Collected data:
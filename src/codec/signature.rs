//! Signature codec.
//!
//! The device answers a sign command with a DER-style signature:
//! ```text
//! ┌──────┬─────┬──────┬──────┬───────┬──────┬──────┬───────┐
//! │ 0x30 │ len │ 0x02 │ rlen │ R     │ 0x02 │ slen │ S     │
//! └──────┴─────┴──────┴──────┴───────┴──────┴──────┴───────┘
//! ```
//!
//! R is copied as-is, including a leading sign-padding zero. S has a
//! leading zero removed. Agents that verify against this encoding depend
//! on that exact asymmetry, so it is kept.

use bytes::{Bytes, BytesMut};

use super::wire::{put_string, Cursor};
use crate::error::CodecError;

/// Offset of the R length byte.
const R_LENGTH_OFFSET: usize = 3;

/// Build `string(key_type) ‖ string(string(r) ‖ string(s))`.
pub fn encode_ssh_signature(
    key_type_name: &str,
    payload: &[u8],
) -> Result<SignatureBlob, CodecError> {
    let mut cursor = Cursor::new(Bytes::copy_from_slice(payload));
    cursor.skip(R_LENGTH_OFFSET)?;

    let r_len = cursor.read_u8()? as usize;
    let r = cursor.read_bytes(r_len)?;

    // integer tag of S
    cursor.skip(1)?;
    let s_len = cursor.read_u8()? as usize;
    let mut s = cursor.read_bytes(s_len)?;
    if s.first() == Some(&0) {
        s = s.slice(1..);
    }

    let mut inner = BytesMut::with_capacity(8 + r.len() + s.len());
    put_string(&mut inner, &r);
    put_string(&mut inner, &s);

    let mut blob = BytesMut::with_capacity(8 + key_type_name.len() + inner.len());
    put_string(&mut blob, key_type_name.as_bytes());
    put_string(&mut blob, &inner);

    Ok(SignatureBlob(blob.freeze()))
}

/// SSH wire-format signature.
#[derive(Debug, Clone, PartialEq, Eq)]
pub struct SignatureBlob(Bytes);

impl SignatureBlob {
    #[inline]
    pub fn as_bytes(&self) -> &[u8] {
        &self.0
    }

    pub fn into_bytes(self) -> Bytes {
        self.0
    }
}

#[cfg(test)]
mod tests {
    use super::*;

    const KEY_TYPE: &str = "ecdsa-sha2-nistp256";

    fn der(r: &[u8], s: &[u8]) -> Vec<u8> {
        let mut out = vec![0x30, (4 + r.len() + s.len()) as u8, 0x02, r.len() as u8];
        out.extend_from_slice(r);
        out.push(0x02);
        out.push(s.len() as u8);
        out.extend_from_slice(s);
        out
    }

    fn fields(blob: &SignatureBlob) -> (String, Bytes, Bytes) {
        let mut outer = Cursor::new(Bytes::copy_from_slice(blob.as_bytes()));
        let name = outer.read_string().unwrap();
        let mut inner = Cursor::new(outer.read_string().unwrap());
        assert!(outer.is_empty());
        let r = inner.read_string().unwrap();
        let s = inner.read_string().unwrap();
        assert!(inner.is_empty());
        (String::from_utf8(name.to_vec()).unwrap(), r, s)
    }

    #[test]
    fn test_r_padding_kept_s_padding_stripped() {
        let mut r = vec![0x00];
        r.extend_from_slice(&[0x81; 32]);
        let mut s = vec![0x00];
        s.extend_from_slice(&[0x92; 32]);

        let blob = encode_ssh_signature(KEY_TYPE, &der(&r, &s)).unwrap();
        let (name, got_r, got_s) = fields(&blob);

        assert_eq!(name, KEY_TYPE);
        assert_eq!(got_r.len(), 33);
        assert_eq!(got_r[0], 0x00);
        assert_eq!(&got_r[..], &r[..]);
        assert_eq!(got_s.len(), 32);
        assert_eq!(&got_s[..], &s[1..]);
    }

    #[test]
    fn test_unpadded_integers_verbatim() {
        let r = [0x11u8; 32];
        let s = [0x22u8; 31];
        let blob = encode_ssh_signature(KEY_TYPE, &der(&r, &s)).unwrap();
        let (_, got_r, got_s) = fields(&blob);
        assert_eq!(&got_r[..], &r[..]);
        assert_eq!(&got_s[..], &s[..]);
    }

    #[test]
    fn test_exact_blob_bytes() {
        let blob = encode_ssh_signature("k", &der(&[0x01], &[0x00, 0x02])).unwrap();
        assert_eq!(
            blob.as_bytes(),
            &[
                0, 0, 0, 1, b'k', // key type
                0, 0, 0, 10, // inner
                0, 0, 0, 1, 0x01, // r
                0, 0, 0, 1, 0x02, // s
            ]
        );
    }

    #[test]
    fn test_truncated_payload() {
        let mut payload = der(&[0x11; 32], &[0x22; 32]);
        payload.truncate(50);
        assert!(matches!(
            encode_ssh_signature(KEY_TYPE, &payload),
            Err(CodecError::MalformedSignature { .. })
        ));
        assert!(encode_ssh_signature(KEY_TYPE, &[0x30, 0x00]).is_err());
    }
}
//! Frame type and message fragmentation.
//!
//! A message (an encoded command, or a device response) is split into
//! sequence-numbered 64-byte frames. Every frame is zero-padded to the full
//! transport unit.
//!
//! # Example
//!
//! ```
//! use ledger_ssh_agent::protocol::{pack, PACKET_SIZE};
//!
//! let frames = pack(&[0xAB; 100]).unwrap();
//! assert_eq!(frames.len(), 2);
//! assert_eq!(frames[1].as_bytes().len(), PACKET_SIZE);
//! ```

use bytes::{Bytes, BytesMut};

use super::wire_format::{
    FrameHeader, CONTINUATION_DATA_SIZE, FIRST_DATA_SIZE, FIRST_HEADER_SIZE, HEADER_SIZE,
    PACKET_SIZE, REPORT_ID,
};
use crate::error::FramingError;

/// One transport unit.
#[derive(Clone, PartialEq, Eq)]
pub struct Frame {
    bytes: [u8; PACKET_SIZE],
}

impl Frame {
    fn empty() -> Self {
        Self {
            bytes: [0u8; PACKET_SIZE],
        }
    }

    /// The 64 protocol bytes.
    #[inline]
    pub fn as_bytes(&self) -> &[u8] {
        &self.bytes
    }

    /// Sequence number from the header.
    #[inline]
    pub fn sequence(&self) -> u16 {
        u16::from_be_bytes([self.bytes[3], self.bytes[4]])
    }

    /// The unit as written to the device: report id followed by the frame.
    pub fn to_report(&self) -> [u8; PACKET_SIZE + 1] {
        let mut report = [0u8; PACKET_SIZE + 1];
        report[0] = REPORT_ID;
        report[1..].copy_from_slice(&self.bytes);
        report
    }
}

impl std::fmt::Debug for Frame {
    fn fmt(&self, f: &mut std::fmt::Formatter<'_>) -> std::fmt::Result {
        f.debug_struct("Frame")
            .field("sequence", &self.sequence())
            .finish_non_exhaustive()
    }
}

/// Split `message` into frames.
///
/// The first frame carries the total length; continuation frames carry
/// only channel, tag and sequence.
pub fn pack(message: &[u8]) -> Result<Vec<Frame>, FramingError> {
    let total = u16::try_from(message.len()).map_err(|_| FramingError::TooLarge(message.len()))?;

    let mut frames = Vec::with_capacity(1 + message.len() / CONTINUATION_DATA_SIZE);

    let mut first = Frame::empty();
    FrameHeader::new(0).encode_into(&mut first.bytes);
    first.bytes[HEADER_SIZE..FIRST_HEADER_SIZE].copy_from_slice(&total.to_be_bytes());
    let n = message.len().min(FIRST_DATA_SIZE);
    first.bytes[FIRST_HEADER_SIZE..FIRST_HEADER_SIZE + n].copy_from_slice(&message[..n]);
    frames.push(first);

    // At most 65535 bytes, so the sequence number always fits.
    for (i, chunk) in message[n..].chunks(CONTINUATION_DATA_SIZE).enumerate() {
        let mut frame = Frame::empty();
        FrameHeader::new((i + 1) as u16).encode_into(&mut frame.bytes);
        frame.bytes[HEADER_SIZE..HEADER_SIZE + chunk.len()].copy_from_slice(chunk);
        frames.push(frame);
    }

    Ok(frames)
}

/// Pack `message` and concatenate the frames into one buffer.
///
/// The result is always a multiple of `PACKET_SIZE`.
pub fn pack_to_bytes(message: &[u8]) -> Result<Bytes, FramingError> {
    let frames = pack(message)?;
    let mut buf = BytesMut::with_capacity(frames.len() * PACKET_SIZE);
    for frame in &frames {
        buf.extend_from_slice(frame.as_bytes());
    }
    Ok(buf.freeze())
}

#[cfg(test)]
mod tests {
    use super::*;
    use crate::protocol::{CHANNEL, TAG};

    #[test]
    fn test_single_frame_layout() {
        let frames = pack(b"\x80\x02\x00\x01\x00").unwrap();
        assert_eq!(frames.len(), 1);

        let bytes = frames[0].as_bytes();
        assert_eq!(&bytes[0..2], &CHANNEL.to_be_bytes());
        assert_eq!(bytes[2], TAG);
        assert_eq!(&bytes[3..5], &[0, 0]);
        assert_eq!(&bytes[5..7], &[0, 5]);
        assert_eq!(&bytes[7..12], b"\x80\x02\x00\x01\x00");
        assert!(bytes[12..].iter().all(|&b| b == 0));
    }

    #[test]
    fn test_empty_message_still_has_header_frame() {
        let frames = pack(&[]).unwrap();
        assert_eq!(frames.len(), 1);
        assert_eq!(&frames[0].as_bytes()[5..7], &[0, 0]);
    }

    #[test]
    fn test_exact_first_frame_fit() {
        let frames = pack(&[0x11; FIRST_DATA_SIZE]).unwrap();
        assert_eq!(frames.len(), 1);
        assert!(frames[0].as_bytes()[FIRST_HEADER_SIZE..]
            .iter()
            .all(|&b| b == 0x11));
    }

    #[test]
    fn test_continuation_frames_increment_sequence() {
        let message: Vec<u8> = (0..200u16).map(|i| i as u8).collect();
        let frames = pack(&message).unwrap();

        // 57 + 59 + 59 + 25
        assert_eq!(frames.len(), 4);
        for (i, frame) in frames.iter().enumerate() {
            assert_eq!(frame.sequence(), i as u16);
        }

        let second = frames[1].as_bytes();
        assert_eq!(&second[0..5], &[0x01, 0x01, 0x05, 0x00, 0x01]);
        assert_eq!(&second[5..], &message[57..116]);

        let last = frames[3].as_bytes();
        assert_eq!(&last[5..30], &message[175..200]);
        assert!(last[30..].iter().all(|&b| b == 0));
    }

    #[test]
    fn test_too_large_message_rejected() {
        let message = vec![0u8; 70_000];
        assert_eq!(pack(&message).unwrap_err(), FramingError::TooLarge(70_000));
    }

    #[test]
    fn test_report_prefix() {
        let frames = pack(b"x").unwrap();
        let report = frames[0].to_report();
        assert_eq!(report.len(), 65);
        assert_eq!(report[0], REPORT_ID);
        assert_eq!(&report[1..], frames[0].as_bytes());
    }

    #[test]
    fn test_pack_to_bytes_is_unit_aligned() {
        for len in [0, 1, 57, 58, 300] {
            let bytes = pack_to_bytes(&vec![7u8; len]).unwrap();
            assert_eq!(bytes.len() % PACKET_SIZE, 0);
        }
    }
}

- _Exercise_
Using the data above, say how many lines include "always". No other reply is needed.

- _The completed task_
2